=== DATA UNDER STUDY ===
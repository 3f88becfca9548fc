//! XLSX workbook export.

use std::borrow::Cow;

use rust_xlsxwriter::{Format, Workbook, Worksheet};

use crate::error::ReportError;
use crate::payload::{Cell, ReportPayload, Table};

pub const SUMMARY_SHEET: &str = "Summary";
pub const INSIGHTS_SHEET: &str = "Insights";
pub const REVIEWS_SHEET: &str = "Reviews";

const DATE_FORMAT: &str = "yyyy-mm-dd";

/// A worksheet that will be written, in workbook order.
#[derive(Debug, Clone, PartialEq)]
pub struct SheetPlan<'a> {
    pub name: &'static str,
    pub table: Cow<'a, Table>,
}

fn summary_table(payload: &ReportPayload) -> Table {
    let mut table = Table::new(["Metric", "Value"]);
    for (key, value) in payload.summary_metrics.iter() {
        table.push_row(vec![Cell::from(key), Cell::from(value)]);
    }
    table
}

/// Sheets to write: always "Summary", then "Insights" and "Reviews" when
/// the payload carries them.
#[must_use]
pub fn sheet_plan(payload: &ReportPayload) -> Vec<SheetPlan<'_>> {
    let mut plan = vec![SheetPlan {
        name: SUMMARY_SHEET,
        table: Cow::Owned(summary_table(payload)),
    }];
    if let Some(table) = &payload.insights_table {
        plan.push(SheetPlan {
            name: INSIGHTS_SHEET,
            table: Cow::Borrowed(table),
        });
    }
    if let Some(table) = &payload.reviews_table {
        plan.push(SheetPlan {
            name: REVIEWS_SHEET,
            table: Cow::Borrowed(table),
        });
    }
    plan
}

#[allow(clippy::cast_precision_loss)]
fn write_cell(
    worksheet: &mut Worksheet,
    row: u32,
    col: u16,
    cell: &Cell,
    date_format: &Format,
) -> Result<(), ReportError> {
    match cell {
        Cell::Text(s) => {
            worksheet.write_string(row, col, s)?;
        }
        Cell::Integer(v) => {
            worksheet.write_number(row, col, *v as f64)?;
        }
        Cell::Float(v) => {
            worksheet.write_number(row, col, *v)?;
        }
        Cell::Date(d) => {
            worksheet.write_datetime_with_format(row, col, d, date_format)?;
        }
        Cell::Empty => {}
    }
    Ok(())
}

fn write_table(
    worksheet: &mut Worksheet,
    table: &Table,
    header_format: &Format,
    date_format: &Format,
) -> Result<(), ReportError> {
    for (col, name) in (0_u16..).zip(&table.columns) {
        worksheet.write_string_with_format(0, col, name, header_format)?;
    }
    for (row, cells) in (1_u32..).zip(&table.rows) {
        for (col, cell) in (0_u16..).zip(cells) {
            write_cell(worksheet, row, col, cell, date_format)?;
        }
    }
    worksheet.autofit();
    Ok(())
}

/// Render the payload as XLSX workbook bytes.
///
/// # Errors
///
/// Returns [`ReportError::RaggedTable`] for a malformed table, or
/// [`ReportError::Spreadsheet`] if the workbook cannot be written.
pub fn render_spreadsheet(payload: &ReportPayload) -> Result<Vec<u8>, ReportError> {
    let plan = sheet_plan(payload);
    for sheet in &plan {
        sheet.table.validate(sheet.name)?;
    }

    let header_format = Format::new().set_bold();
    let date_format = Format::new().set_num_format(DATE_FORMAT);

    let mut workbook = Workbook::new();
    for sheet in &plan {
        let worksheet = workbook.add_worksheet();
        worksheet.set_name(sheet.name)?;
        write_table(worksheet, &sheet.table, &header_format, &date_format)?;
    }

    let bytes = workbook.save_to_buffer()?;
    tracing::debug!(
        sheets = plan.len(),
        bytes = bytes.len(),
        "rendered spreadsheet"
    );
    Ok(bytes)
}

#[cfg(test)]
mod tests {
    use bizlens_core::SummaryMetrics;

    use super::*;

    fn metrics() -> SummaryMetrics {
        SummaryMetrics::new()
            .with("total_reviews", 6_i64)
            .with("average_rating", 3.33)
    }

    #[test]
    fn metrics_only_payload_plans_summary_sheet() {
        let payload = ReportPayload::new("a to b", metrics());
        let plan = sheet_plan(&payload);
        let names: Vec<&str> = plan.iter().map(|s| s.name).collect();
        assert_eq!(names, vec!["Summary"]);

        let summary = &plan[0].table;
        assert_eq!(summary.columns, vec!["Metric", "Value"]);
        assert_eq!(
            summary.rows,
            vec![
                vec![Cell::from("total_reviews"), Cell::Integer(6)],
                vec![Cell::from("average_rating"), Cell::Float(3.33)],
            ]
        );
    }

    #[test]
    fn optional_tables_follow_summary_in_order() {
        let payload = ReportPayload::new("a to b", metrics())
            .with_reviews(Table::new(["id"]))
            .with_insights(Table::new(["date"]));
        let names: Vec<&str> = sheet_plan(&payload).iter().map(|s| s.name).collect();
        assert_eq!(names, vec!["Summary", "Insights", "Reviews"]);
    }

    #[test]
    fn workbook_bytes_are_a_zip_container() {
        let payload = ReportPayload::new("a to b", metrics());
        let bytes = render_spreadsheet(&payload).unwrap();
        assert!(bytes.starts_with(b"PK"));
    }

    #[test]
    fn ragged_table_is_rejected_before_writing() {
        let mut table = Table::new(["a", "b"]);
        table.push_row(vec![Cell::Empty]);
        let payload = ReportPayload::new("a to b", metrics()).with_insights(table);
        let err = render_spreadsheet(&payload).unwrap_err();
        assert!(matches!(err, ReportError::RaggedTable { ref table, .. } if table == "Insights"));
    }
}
===
• WORK TO COMPLETE: Every line that holds the word "rows" should be copied from the records above.

• REPLY:
    for (row, cells) in (1_u32..).zip(&table.rows) {
            summary.rows,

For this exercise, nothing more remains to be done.